The compliance flag is to emulate a certain JDK level. Now when you use JDK 1.4 compiler, you can also instruct it to compile in -source 1.3. Same for 1.5, get a hold onto JDK 1.5, and compile with -source 1.4 mode. Feels like a case where we trigger 1.5 behavior based on compliance level instead of using the source level. Compliance level is determining behavior common to all source levels (so compliance is master mode, then source level is submode).
Added MethodVerify test030
What changes are needed to be done for M4 source/build distribution for successfull build? Thanks! Andrew (the issue was inspired by me :-)

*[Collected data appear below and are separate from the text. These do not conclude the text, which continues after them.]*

//! `openslots` CLI — compute the open slots of a day from calendar JSON.
//!
//! ## Usage
//!
//! ```sh
//! # Calendars on stdin, result on stdout
//! cat calendars.json | openslots compute
//!
//! # From file to file, pretty-printed
//! openslots compute -i calendars.json -o slots.json --pretty
//!
//! # Run the bundled two-calendar example day
//! openslots demo
//!
//! # Show how the day boundary and merge were derived
//! openslots -vv compute -i calendars.json
//! ```

use anyhow::{Context, Result};
use clap::{ArgAction, Parser, Subcommand};
use std::io::{self, IsTerminal, Read};
use tracing::{info, Level};
use tracing_subscriber::FmtSubscriber;

#[derive(Parser)]
#[command(
    name = "openslots",
    version,
    about = "Find the open slots in a day shared by several calendars"
)]
struct Cli {
    #[command(subcommand)]
    command: Commands,

    /// Increase log verbosity on stderr (-v info, -vv debug, -vvv trace)
    #[arg(short, long, action = ArgAction::Count, global = true)]
    verbose: u8,
}

#[derive(Subcommand)]
enum Commands {
    /// Compute open slots from a JSON array of calendars
    Compute {
        /// Input file (reads from stdin if omitted)
        #[arg(short, long)]
        input: Option<String>,
        /// Output file (writes to stdout if omitted)
        #[arg(short, long)]
        output: Option<String>,
        /// Pretty-print the JSON result
        #[arg(long)]
        pretty: bool,
    },
    /// Compute open slots for the bundled example day
    Demo {
        /// Pretty-print the JSON result
        #[arg(long)]
        pretty: bool,
    },
}

fn main() -> Result<()> {
    let cli = Cli::parse();
    init_logging(cli.verbose);

    match cli.command {
        Commands::Compute {
            input,
            output,
            pretty,
        } => {
            let json = read_input(input.as_deref())?;
            let result = compute(&json, pretty)?;
            write_output(output.as_deref(), &result)?;
        }
        Commands::Demo { pretty } => {
            info!("computing bundled example day");
            let result = compute(open_slots::example::EXAMPLE_CALENDARS, pretty)?;
            write_output(None, &result)?;
        }
    }

    Ok(())
}

fn init_logging(verbose: u8) {
    let level = match verbose {
        0 => Level::WARN,
        1 => Level::INFO,
        2 => Level::DEBUG,
        _ => Level::TRACE,
    };
    FmtSubscriber::builder()
        .with_max_level(level)
        .with_target(true)
        .with_writer(io::stderr)
        .with_ansi(io::stderr().is_terminal())
        .init();
}

fn compute(json: &str, pretty: bool) -> Result<String> {
    let result = if pretty {
        open_slots::compute_open_slots_json_pretty(json)
    } else {
        open_slots::compute_open_slots_json(json)
    };
    result.context("Failed to compute open slots")
}

fn read_input(path: Option<&str>) -> Result<String> {
    match path {
        Some(path) => {
            std::fs::read_to_string(path).with_context(|| format!("Failed to read file: {}", path))
        }
        None => {
            let mut buf = String::new();
            io::stdin()
                .read_to_string(&mut buf)
                .context("Failed to read from stdin")?;
            Ok(buf)
        }
    }
}

fn write_output(path: Option<&str>, content: &str) -> Result<()> {
    match path {
        Some(path) => {
            std::fs::write(path, content)
                .with_context(|| format!("Failed to write file: {}", path))?;
            info!(path, "wrote result");
        }
        None => {
            println!("{}", content);
        }
    }
    Ok(())
}
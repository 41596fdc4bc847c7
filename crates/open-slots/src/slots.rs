//! Compute the open slots of a day from any number of calendars.
//!
//! Meetings from every calendar are flattened into one anonymous busy list,
//! sorted by start, and swept once. Overlapping, nested and back-to-back
//! meetings collapse into a single busy block; each gap between blocks
//! becomes an open slot. The day is bounded by the UTC date of the
//! earliest-starting meeting.
//!
//! Only that one date is considered. Meetings on later dates still feed the
//! sweep, so multi-day input produces slots outside the boundary; such input
//! is unsupported.

use tracing::debug;

use crate::calendar::Calendar;
use crate::day::DayBoundary;
use crate::interval::Interval;

/// Result of an open-slot computation.
#[derive(Debug, Clone, PartialEq, Eq)]
pub enum SlotOutcome {
    /// No meetings at all.
    Vacant,
    /// Meetings exist and leave no gap in the day.
    FullyBooked,
    /// Open slots in ascending order, pairwise non-overlapping.
    Slots(Vec<Interval>),
    /// The input was not a list of calendars.
    InvalidInput,
}

impl SlotOutcome {
    /// The open slots, empty for every sentinel outcome.
    pub fn slots(&self) -> &[Interval] {
        match self {
            SlotOutcome::Slots(slots) => slots,
            _ => &[],
        }
    }

    pub fn is_vacant(&self) -> bool {
        matches!(self, SlotOutcome::Vacant)
    }

    pub fn is_fully_booked(&self) -> bool {
        matches!(self, SlotOutcome::FullyBooked)
    }

    /// First open slot lasting at least `min_duration_minutes`.
    pub fn first_slot_of_at_least(&self, min_duration_minutes: i64) -> Option<&Interval> {
        self.slots()
            .iter()
            .find(|slot| slot.duration_minutes() >= min_duration_minutes)
    }
}

/// Compute the open slots left by the meetings of all `calendars`.
///
/// Meetings whose end precedes their start are ignored.
pub fn compute_open_slots(calendars: &[Calendar]) -> SlotOutcome {
    let busy: Vec<Interval> = calendars
        .iter()
        .flat_map(|cal| cal.meetings.iter())
        .filter_map(|m| m.interval())
        .collect();

    debug!(
        calendars = calendars.len(),
        meetings = busy.len(),
        "flattened meetings"
    );

    open_slots_for(busy)
}

/// Sweep an owned, unsorted busy list.
fn open_slots_for(mut busy: Vec<Interval>) -> SlotOutcome {
    if busy.is_empty() {
        return SlotOutcome::Vacant;
    }

    // Stable: equal starts keep their input order.
    busy.sort_by_key(|iv| iv.start);

    let day = DayBoundary::containing(busy[0].start);
    debug!(day_start = %day.start, day_end = %day.end, "derived day boundary");

    let mut slots = Vec::new();
    let mut pointer = day.start;
    let mut latest_end = day.start;

    for meeting in &busy {
        if meeting.start > pointer {
            slots.push(Interval {
                start: pointer,
                end: meeting.start,
            });
            pointer = meeting.end;
        } else {
            // Overlapping or adjacent; never move the pointer backwards.
            pointer = pointer.max(meeting.end);
        }
        latest_end = latest_end.max(meeting.end);
    }

    if latest_end < day.end {
        slots.push(Interval {
            start: latest_end,
            end: day.end,
        });
    }

    debug!(slots = slots.len(), "sweep finished");

    if slots.is_empty() {
        SlotOutcome::FullyBooked
    } else {
        SlotOutcome::Slots(slots)
    }
}
//! JSON in, JSON out.
//!
//! The wire result is either an array of `{startTime, endTime}` objects or
//! one of three fixed message strings. [`SlotOutcome`] serializes to exactly
//! that shape.

use serde::ser::{Serialize, Serializer};
use serde_json::Value;
use tracing::{debug, warn};

use crate::calendar::Calendar;
use crate::error::Result;
use crate::slots::{compute_open_slots, SlotOutcome};

pub const VACANT_MESSAGE: &str = "all of the day is vacant.";
pub const FULLY_BOOKED_MESSAGE: &str = "Zero vacancy for this day.";
pub const INVALID_INPUT_MESSAGE: &str = "Data must be an array of calendars";

impl Serialize for SlotOutcome {
    fn serialize<S: Serializer>(&self, serializer: S) -> std::result::Result<S::Ok, S::Error> {
        match self {
            SlotOutcome::Vacant => serializer.serialize_str(VACANT_MESSAGE),
            SlotOutcome::FullyBooked => serializer.serialize_str(FULLY_BOOKED_MESSAGE),
            SlotOutcome::InvalidInput => serializer.serialize_str(INVALID_INPUT_MESSAGE),
            SlotOutcome::Slots(slots) => slots.serialize(serializer),
        }
    }
}

/// Compute open slots from already-parsed JSON.
///
/// Anything other than an array yields [`SlotOutcome::InvalidInput`]; bad
/// entries inside the array are skipped.
pub fn compute_open_slots_value(data: &Value) -> SlotOutcome {
    let Some(entries) = data.as_array() else {
        warn!("input is not an array of calendars");
        return SlotOutcome::InvalidInput;
    };

    let calendars: Vec<Calendar> = entries
        .iter()
        .enumerate()
        .map(|(i, entry)| Calendar::from_value_lenient(i, entry))
        .collect();

    compute_open_slots(&calendars)
}

/// Compute open slots from JSON text and return the serialized result.
///
/// # Errors
/// Returns `SlotError::Json` only when `raw` is not JSON. A well-formed
/// document of the wrong shape is a successful result carrying
/// [`INVALID_INPUT_MESSAGE`].
pub fn compute_open_slots_json(raw: &str) -> Result<String> {
    let data: Value = serde_json::from_str(raw)?;
    let outcome = compute_open_slots_value(&data);
    debug!(?outcome, "computed outcome");
    Ok(serde_json::to_string(&outcome)?)
}

/// Like [`compute_open_slots_json`] but pretty-printed.
pub fn compute_open_slots_json_pretty(raw: &str) -> Result<String> {
    let data: Value = serde_json::from_str(raw)?;
    let outcome = compute_open_slots_value(&data);
    Ok(serde_json::to_string_pretty(&outcome)?)
}
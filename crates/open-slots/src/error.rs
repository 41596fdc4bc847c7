//! Error types for open-slots operations.

use thiserror::Error;

#[derive(Error, Debug)]
pub enum SlotError {
    /// The input text was not JSON at all.
    #[error("JSON parse error: {0}")]
    Json(#[from] serde_json::Error),

    #[error("Invalid time point: {0}")]
    InvalidTimePoint(String),
}

pub type Result<T> = std::result::Result<T, SlotError>;
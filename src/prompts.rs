//! System prompt resolution.
//!
//! A configured prompt wins. Otherwise the first preferred prompt file found
//! in the search directories is used, and failing that the built-in default.

use std::fs;
use std::path::{Path, PathBuf};

use crate::config::Config;
use crate::constants::{DEFAULT_SYSTEM_PROMPT, PREFERRED_PROMPT_FILES};

/// Directories searched for prompt files, in order.
pub fn search_dirs() -> Vec<PathBuf> {
    let mut dirs = Vec::new();
    if let Ok(cwd) = std::env::current_dir() {
        dirs.push(cwd.join("prompts"));
        dirs.push(cwd.join(crate::constants::APP_NAME).join("prompts"));
    }
    if let Ok(config_dir) = Config::config_dir() {
        dirs.push(config_dir.join("prompts"));
    }
    dirs
}

/// Resolves the system prompt for a new transcript.
pub fn system_prompt(configured: Option<&str>, dirs: &[PathBuf]) -> String {
    if let Some(text) = configured.filter(|t| !t.trim().is_empty()) {
        return text.to_string();
    }
    find_prompt_file(dirs)
        .and_then(|path| read_prompt(&path))
        .unwrap_or_else(|| DEFAULT_SYSTEM_PROMPT.to_string())
}

/// Directories are tried in order; within one, files in preference order.
fn find_prompt_file(dirs: &[PathBuf]) -> Option<PathBuf> {
    dirs.iter()
        .flat_map(|dir| PREFERRED_PROMPT_FILES.iter().map(move |name| dir.join(name)))
        .find(|path| path.is_file())
}

fn read_prompt(path: &Path) -> Option<String> {
    match fs::read_to_string(path) {
        Ok(text) => {
            tracing::debug!(path = %path.display(), "loaded system prompt");
            Some(text)
        }
        Err(e) => {
            tracing::warn!(path = %path.display(), error = %e, "could not read prompt file");
            None
        }
    }
}

#[cfg(test)]
mod tests {
    use super::*;

    #[test]
    fn test_configured_prompt_wins() {
        let dir = tempfile::tempdir().unwrap();
        fs::write(dir.path().join(PREFERRED_PROMPT_FILES[0]), "from file").unwrap();
        let prompt = system_prompt(Some("from config"), &[dir.path().to_path_buf()]);
        assert_eq!(prompt, "from config");
    }

    #[test]
    fn test_falls_back_to_default() {
        let dir = tempfile::tempdir().unwrap();
        assert_eq!(system_prompt(None, &[dir.path().to_path_buf()]), DEFAULT_SYSTEM_PROMPT);
        assert_eq!(system_prompt(Some("  "), &[]), DEFAULT_SYSTEM_PROMPT);
    }

    #[test]
    fn test_preferred_file_order_within_directory() {
        let dir = tempfile::tempdir().unwrap();
        fs::write(dir.path().join(PREFERRED_PROMPT_FILES[2]), "third").unwrap();
        fs::write(dir.path().join(PREFERRED_PROMPT_FILES[1]), "second").unwrap();
        assert_eq!(system_prompt(None, &[dir.path().to_path_buf()]), "second");
    }

    #[test]
    fn test_earlier_directory_wins() {
        let first = tempfile::tempdir().unwrap();
        let second = tempfile::tempdir().unwrap();
        fs::write(first.path().join(PREFERRED_PROMPT_FILES[2]), "first dir").unwrap();
        fs::write(second.path().join(PREFERRED_PROMPT_FILES[0]), "second dir").unwrap();
        let dirs = [first.path().to_path_buf(), second.path().to_path_buf()];
        assert_eq!(system_prompt(None, &dirs), "first dir");
    }
}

I would need to replace the org.eclipse.jdt.core plugin with the one from a nightly build that contains the fix. http://download.eclipse.org/downloads/drops/N20050109-0010/index.php should be fine. You just need to download the JDT Runtime Binary distribution and extract the org.eclipse.jdt.core plugin from it and override the one from M4.
After replacing JDT-binary (and stripping "_3.1.0" in directry names ) I have got the same three errors. Must I modify something in build.xml files?
Covariance refers to the ability to narrow the return type of a method when overriding it: public class X { public Object foo() { return new X(); } } public class Y extends X { public Y foo() { return new Y(); } } Then when compiling: class Z { { new Y().foo(); } } The invocation of Y.foo() is targeting: "#foo()Y" (and not "#foo()Object"). However, a 1.4 compiler is not expecting such subtleties, hence the problems you are seeing. By toggling the compiler compliance to 1.5 (keeping source level to 1.4 and target to 1.4) you would compile your code clear. But do not intend to run it on a 1.4 VM in the end. The generated binaries are tagged as working on 1.4; but there are direct references to 1.5 specific constructs which have no equivalent in true 1.4 libraries (for instance, there would be not "#foo()Y" method in a real 1.4 library).
There are "-target" and "-source" javac options (and there are appropriate properties in build.xml files, and I have tried to set them to "1.4" in all the src/buid tree with the same result). But I have not found anything concerning "-compliance" javac/ant property.
Verified in I20050215-2300
Note: testcase in comment 11 is invalid in -source 1.4 mode (even 1.5 compliance). The original bug was rather related to ignoring bridge methods in 1.5 libraries.